**EXERCISE DETAILS:** What is needed is a copy of each line in the listing that contains "visit".
-.-.-
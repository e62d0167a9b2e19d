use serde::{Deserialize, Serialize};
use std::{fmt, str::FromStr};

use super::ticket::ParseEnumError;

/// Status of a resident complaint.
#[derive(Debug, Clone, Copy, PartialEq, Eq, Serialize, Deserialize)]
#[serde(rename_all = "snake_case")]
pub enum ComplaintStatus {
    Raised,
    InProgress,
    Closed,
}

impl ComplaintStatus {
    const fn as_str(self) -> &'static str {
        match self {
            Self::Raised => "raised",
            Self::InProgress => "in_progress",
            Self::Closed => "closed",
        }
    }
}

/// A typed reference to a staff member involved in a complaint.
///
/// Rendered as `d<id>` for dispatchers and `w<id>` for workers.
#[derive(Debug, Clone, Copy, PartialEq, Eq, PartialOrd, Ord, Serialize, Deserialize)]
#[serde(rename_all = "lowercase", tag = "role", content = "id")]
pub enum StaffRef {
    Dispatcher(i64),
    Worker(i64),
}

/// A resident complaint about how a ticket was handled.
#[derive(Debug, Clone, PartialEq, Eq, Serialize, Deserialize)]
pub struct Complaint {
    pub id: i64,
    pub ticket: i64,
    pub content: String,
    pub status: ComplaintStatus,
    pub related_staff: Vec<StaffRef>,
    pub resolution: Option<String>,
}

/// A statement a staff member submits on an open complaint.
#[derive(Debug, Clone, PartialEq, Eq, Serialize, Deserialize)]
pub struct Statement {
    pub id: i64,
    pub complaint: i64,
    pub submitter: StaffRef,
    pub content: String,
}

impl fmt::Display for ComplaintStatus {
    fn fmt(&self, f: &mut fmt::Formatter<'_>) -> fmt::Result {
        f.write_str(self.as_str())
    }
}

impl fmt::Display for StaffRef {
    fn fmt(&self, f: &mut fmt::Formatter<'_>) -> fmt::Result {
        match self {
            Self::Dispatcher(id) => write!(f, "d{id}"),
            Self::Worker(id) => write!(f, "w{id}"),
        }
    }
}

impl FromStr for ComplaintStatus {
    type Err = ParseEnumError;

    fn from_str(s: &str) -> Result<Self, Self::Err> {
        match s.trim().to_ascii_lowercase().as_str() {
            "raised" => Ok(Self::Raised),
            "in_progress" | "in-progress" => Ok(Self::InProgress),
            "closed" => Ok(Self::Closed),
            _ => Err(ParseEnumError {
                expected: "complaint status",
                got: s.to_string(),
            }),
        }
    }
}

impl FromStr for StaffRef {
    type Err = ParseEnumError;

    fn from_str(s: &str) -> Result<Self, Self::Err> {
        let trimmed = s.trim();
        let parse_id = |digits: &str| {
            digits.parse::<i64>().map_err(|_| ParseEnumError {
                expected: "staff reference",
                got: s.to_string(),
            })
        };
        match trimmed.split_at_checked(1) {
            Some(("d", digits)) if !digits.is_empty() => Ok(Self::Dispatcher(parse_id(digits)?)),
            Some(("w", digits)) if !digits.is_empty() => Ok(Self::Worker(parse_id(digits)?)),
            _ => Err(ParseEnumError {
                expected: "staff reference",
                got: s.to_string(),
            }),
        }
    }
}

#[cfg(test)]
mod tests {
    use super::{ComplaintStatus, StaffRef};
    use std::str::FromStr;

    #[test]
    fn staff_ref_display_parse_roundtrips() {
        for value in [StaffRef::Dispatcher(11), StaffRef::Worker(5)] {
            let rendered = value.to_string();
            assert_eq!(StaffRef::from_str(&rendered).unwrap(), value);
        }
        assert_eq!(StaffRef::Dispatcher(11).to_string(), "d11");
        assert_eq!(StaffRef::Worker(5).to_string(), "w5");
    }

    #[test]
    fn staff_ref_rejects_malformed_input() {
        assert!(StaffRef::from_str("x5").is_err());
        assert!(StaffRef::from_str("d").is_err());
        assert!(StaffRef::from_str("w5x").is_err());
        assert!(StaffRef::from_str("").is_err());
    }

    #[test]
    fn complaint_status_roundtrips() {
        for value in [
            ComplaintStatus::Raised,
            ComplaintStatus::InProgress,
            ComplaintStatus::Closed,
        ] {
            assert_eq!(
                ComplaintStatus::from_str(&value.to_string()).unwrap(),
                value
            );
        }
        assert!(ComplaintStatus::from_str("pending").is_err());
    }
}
-.-.-
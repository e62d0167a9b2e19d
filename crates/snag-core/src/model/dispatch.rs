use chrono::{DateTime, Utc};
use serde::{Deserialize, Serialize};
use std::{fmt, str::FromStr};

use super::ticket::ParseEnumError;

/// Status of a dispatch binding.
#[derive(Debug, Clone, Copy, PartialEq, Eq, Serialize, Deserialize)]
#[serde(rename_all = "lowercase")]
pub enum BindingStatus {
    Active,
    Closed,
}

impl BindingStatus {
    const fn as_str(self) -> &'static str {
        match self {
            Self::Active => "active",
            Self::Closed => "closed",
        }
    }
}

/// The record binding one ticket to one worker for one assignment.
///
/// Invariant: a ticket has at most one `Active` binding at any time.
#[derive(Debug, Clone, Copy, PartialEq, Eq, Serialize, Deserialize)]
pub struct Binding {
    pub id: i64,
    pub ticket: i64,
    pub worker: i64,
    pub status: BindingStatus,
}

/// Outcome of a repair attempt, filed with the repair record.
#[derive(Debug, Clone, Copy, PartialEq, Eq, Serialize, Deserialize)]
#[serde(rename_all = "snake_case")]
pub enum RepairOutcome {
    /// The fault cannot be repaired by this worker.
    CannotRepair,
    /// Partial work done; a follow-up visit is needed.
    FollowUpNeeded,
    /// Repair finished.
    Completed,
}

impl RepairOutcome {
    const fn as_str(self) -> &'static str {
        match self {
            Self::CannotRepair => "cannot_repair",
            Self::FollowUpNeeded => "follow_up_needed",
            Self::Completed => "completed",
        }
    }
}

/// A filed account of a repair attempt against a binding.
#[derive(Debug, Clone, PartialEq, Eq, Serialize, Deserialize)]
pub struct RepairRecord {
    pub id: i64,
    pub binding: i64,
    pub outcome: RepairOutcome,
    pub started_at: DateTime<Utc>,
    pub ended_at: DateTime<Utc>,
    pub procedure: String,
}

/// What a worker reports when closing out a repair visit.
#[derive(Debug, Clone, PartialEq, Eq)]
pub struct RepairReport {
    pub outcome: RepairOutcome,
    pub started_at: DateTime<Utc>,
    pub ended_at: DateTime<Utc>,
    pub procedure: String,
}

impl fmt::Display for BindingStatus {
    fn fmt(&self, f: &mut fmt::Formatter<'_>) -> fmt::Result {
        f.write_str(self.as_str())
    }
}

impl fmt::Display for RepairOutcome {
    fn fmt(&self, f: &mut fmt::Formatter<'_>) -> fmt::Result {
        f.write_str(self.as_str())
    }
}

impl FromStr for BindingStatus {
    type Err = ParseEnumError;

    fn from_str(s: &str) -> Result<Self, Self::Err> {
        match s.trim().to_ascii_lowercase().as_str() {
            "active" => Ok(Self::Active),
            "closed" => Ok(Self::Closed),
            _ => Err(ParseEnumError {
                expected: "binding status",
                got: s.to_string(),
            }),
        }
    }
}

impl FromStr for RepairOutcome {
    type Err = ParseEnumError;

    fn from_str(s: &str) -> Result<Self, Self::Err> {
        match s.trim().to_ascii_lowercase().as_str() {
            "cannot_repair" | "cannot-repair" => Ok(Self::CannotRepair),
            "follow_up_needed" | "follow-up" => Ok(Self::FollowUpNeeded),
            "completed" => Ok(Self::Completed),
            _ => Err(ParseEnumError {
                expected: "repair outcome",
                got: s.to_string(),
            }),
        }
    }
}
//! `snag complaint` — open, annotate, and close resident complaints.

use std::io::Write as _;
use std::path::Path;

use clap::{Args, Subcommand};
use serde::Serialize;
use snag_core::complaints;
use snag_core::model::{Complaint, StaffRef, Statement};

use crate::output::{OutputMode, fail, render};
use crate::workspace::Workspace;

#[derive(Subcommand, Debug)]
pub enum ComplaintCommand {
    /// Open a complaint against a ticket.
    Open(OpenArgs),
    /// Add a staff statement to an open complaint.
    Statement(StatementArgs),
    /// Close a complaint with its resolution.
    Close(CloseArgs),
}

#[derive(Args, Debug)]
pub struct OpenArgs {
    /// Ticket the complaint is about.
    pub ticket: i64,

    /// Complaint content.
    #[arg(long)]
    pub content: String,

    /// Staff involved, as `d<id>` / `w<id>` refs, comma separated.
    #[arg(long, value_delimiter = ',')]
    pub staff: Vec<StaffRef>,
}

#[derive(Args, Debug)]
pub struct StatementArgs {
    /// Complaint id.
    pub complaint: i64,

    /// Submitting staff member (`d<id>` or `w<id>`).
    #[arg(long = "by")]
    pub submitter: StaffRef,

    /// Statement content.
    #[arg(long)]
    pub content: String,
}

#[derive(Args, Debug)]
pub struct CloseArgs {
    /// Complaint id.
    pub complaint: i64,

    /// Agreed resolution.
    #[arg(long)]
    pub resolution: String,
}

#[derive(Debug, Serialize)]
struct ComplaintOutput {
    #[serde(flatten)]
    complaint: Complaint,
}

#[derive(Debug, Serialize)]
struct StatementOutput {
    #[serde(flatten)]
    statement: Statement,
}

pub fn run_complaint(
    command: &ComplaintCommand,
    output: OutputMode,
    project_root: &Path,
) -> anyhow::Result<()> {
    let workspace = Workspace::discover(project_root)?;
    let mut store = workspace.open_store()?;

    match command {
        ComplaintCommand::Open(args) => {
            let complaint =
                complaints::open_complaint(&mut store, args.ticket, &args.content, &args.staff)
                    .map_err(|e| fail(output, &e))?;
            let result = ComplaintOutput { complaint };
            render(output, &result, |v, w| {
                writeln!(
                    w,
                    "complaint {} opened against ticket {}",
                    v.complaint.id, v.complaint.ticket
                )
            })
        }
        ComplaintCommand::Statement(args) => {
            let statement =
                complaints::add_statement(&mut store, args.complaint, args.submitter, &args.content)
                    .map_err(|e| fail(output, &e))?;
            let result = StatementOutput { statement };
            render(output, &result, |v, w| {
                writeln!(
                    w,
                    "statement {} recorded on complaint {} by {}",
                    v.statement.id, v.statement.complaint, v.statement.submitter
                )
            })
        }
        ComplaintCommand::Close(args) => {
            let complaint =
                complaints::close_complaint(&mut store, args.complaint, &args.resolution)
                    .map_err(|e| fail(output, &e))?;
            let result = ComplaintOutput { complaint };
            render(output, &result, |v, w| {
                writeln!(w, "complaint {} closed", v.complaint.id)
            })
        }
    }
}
-.-.-
**RESPONSE TO THIS EXERCISE:**
    /// Partial work done; a follow-up visit is needed.
/// What a worker reports when closing out a repair visit.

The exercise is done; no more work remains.